Molecular Mechanisms Related to Colistin Resistance against Gram Negative Isolates

Polymyxins, a structurally distinct class of non-ribosomal, cyclic oligopeptides antimicrobials, include five chemically distinguished compounds (polymyxins A, B, C, D, and E) of which polymyxin B and colistin (polymyxin E) are the only two polymyxins currently available on the market. In 1947 in Japan, Koyama discovered polymyxins, initially, he had reported the colistin as a secondary metabolite of the Gram-positive soil bacterium Paenibacillus polymyxa subsp. Colistinus. Colistin is an active agent against aerobic Gram-negative pathogens that frequently represent the mainspring of life-threatening infections, such as carbapenem-resistant P. aeruginosa, A. baumannii, K. pneumoniae, E. coli, and other Enterobacterales. Noteworthy, some bacterial species, such as; Serratia marcescens, Proteus spp., Providencia spp., Morganella morganii, Vibrio cholera, Brucella, Campylobacter, Legionella, Chromobacterium, Neisseria spp., Edwardsiella , some Aeromonas species, Burkholderia cepacia, anaerobic Gram-negative cocci, eukaryotic microbes, and mammalian cells, are possessing intrinsic colistin resistance. Antibacterial activity of colistin occurs on the outer membrane (OM) of Gram-negative bacteria.
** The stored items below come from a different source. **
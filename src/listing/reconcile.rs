//! Joins plain-text listings with HTML metadata, filters and groups them per project.

use super::format::render_message;
use super::patterns::is_excluded_category;
use super::{Digest, MetadataMap, RoleListing};
use crate::notifier::Notifier;
use std::collections::HashMap;
use tracing::{debug, instrument};

/// Identity of a project group.
///
/// Listings without a breakdown id fall back to their trimmed title and URL. Two different
/// projects sharing both would be merged; this mirrors how the listing emails have always been
/// grouped.
#[derive(Debug, Clone, PartialEq, Eq, Hash)]
pub enum GroupKey {
    /// Keyed by breakdown id.
    Breakdown(String),
    /// Keyed by title and apply URL when no id is available.
    Fallback {
        /// Trimmed project title.
        title: String,
        /// Trimmed apply URL.
        apply_url: String,
    },
}

impl GroupKey {
    /// Computes the grouping key of a listing.
    #[must_use]
    pub fn of(listing: &RoleListing) -> Self {
        let id = listing.breakdown_id.trim();
        if id.is_empty() {
            GroupKey::Fallback {
                title: listing.title.trim().to_string(),
                apply_url: listing.apply_url.trim().to_string(),
            }
        } else {
            GroupKey::Breakdown(id.to_string())
        }
    }
}

/// One project and the roles collected for it.
#[derive(Debug, Clone, PartialEq, Eq)]
pub struct ProjectGroup {
    /// Grouping key.
    pub key: GroupKey,
    /// Title of the first listing seen for this project.
    pub title: String,
    /// Caption from the HTML body; empty when none matched.
    pub meta_text: String,
    /// Apply URL of the first listing seen for this project.
    pub apply_url: String,
    /// Role names in encounter order.
    pub roles: Vec<String>,
}

impl ProjectGroup {
    /// Renders the message for this group, or `None` when no non-blank role remains.
    #[must_use]
    pub fn render(&self) -> Option<String> {
        let roles: Vec<&str> = self
            .roles
            .iter()
            .map(String::as_str)
            .filter(|role| !role.trim().is_empty())
            .collect();

        let first = roles.first()?;
        Some(render_message(
            &self.title,
            &self.meta_text,
            first,
            &self.apply_url,
            roles.len(),
        ))
    }
}

/// Groups listings by project, dropping those whose metadata is in the excluded category.
///
/// Returns the groups in first-encounter order and the number of skipped listings.
#[must_use]
pub fn group_listings(
    listings: &[RoleListing],
    metadata: &MetadataMap,
) -> (Vec<ProjectGroup>, usize) {
    let mut groups: Vec<ProjectGroup> = Vec::new();
    let mut index: HashMap<GroupKey, usize> = HashMap::new();
    let mut skipped = 0;

    for listing in listings {
        let meta = metadata
            .get(listing.breakdown_id.trim())
            .map_or("", String::as_str);

        if is_excluded_category(meta) {
            debug!(breakdown_id = %listing.breakdown_id, "Skipping vertical short form listing");
            skipped += 1;
            continue;
        }

        let key = GroupKey::of(listing);
        let slot = *index.entry(key.clone()).or_insert_with(|| {
            groups.push(ProjectGroup {
                key,
                title: listing.title.clone(),
                meta_text: meta.to_string(),
                apply_url: listing.apply_url.clone(),
                roles: Vec::new(),
            });
            groups.len() - 1
        });

        groups[slot].roles.push(listing.role.clone());
    }

    (groups, skipped)
}

/// Reconciles listings against metadata and renders one message per project.
///
/// Pure: the same inputs always produce the same [`Digest`].
#[must_use]
#[instrument(name = "reconcile::reconcile", skip_all, fields(listings = listings.len()))]
pub fn reconcile(listings: &[RoleListing], metadata: &MetadataMap) -> Digest {
    let (groups, skipped_excluded) = group_listings(listings, metadata);
    let messages: Vec<String> = groups.iter().filter_map(ProjectGroup::render).collect();

    debug!(
        groups = groups.len(),
        messages = messages.len(),
        skipped_excluded,
        "Reconciled listings"
    );

    Digest {
        messages,
        skipped_excluded,
        parsed_roles: listings.len(),
    }
}

/// Sends each message of the digest in order and returns how many were delivered.
///
/// A failed send does not stop the remaining ones.
#[instrument(
    name = "reconcile::deliver",
    skip_all,
    fields(notifier = %notifier.description(), messages = digest.messages.len())
)]
pub async fn deliver(digest: &Digest, notifier: &dyn Notifier) -> usize {
    let mut sent = 0;
    for message in &digest.messages {
        if notifier.send(message).await {
            sent += 1;
        }
    }
    sent
}
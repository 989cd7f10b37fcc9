//! Internal module for establishing TLS connections to IMAP servers.

use crate::error::{Error, Result};
use rustls::ClientConfig;
use std::sync::Arc;
use tokio::net::TcpStream;
use tokio_rustls::TlsConnector;
use tracing::{debug, instrument};
use webpki_roots::TLS_SERVER_ROOTS;

/// A TLS stream over TCP, used for IMAP communication.
pub(crate) type TlsStream = tokio_rustls::client::TlsStream<TcpStream>;

/// Opens a TCP connection to `target_addr` and performs the TLS handshake for `imap_host`.
#[instrument(
    name = "connection::establish_tls",
    skip_all,
    fields(imap_host = %imap_host, target_addr = %target_addr)
)]
pub(crate) async fn establish_tls_connection(
    imap_host: &str,
    target_addr: &str,
) -> Result<TlsStream> {
    let connector = tls_connector();
    let server_name = parse_server_name(imap_host)?;

    let tcp_stream = TcpStream::connect(target_addr)
        .await
        .map_err(|source| Error::TcpConnect {
            target: target_addr.to_string(),
            source,
        })?;

    debug!("Performing TLS handshake");

    connector
        .connect(server_name, tcp_stream)
        .await
        .map_err(|source| Error::TlsConnect {
            target: target_addr.to_string(),
            source,
        })
}

/// TLS connector trusting the bundled web PKI roots.
fn tls_connector() -> TlsConnector {
    let mut roots = rustls::RootCertStore::empty();
    roots.add_trust_anchors(TLS_SERVER_ROOTS.iter().map(|ta| {
        rustls::OwnedTrustAnchor::from_subject_spki_name_constraints(
            ta.subject,
            ta.spki,
            ta.name_constraints,
        )
    }));

    let tls_config = ClientConfig::builder()
        .with_safe_defaults()
        .with_root_certificates(roots)
        .with_no_client_auth();

    TlsConnector::from(Arc::new(tls_config))
}

/// Parses server name for TLS SNI.
fn parse_server_name(host: &str) -> Result<rustls::ServerName> {
    rustls::ServerName::try_from(host).map_err(|source| Error::InvalidDnsName {
        host: host.to_string(),
        source,
    })
}

#[cfg(test)]
mod tests {
    use super::*;

    #[test]
    fn test_parse_server_name() {
        assert!(parse_server_name("imap.gmail.com").is_ok());
        assert!(matches!(
            parse_server_name(""),
            Err(Error::InvalidDnsName { .. })
        ));
    }

    #[tokio::test]
    async fn test_refused_connection_is_network_error() {
        // Port 1 on localhost is essentially never listening
        let result = establish_tls_connection("localhost", "127.0.0.1:1").await;
        assert!(matches!(result, Err(Error::TcpConnect { .. })));
    }
}
//! Command-line entry point: digest the latest breakdown email once and exit.
//!
//! Settings come from the environment (optionally a dotenv file):
//!
//! ```bash
//! export DIGEST_IMAP_EMAIL="you@gmail.com"
//! export DIGEST_IMAP_PASSWORD="app-password"
//! export LABEL_NAME="Breakdowns"
//! export TELEGRAM_BOT_TOKEN="123:abc"
//! export TELEGRAM_CHAT_ID="-1001234"
//! # Set log level (trace, debug, info, warn, error)
//! export RUST_LOG=casting_digest=debug
//!
//! casting-digest
//! casting-digest --eml saved.eml --dry-run
//! ```

use casting_digest::config::{state_file_from_env, MailboxConfig, TelegramConfig};
use casting_digest::mailbox::{EmlFile, LabelMailbox, MailSource};
use casting_digest::notifier::{Notifier, StdoutNotifier, TelegramNotifier};
use casting_digest::state::{FileStateStore, MemoryStateStore, StateStore};
use casting_digest::{run_digest, RunOutcome};
use clap::Parser;
use std::path::{Path, PathBuf};
use std::process::ExitCode;
use tracing::{error, info, warn};
use tracing_subscriber::{layer::SubscriberExt, util::SubscriberInitExt, EnvFilter};

#[derive(Debug, Parser)]
#[command(
    name = "casting-digest",
    version,
    about = "Post the latest casting breakdown email as per-project chat messages"
)]
struct Cli {
    /// Load settings from this dotenv file instead of ./.env
    #[arg(long, value_name = "PATH")]
    env_file: Option<PathBuf>,

    /// Digest a saved message instead of reading the IMAP label
    #[arg(long, value_name = "PATH")]
    eml: Option<PathBuf>,

    /// Print messages instead of sending them, and do not record state
    #[arg(long)]
    dry_run: bool,

    /// Where the last processed message id is kept [default: $DIGEST_STATE_FILE or state.txt]
    #[arg(long, value_name = "PATH")]
    state_file: Option<PathBuf>,

    /// Enable debug logging for this crate
    #[arg(short, long)]
    verbose: bool,
}

#[tokio::main(flavor = "current_thread")]
async fn main() -> ExitCode {
    let cli = Cli::parse();

    // Load settings before the logger so RUST_LOG may come from the dotenv file
    let env_loaded = load_env(cli.env_file.as_deref());
    init_logger(cli.verbose);

    info!(version = env!("CARGO_PKG_VERSION"), "casting-digest starting");

    if let Err(e) = env_loaded {
        error!(error = %e, "Failed to load environment file");
        return ExitCode::FAILURE;
    }

    match run(cli).await {
        Ok(outcome) => {
            if let RunOutcome::Processed(summary) = &outcome {
                info!(
                    groups = summary.groups,
                    sent = summary.sent,
                    "Run finished"
                );
            }
            ExitCode::SUCCESS
        }
        Err(e) => {
            error!(error = %e, category = %e.category(), "Digest run failed");
            ExitCode::FAILURE
        }
    }
}

async fn run(cli: Cli) -> casting_digest::Result<RunOutcome> {
    let notifier: Box<dyn Notifier> = if cli.dry_run {
        Box::new(StdoutNotifier)
    } else {
        Box::new(TelegramNotifier::new(TelegramConfig::from_env()?)?)
    };

    let state: Box<dyn StateStore> = if cli.dry_run || cli.eml.is_some() {
        Box::new(MemoryStateStore::new())
    } else {
        let path = cli.state_file.unwrap_or_else(state_file_from_env);
        Box::new(FileStateStore::new(path))
    };

    if let Some(path) = cli.eml {
        let mut source = EmlFile::new(path);
        return run_digest(&mut source, state.as_ref(), notifier.as_ref()).await;
    }

    let mut mailbox = LabelMailbox::connect(MailboxConfig::from_env()?).await?;
    let outcome = run_digest(&mut mailbox, state.as_ref(), notifier.as_ref()).await;

    if let Err(e) = mailbox.close().await {
        warn!(error = %e, "Logout failed");
    }

    outcome
}

fn load_env(path: Option<&Path>) -> Result<(), dotenvy::Error> {
    match path {
        Some(path) => dotenvy::from_path(path),
        None => match dotenvy::dotenv() {
            Err(e) if e.not_found() => Ok(()),
            other => other.map(|_| ()),
        },
    }
}

fn init_logger(verbose: bool) {
    let default_filter = if verbose {
        "casting_digest=debug,info"
    } else {
        "casting_digest=info"
    };
    let filter =
        EnvFilter::try_from_default_env().unwrap_or_else(|_| EnvFilter::new(default_filter));

    tracing_subscriber::registry()
        .with(filter)
        .with(
            tracing_subscriber::fmt::layer()
                .with_target(false)
                .with_thread_ids(false)
                .with_file(false)
                .with_line_number(false)
                .compact(),
        )
        .init();
}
The antibacterial activity of colistin occurs through two-step mechanisms that are initial binding and employed permeabilization of the outer LPS membrane induces the displacement of Ca²⁺ and Mg²⁺ ions from the phosphate groups of LPS in a competitive way resulting in destabilizing cytoplasmic membrane, leading to disruption of the outer LPS and the loss of inner cellular contents, hence bacterial killing. The critical step of colistin action is based on the electrostatic interaction of cationic colistin peptide and anionic lipid A membrane also known as endotoxin component of LPS layer.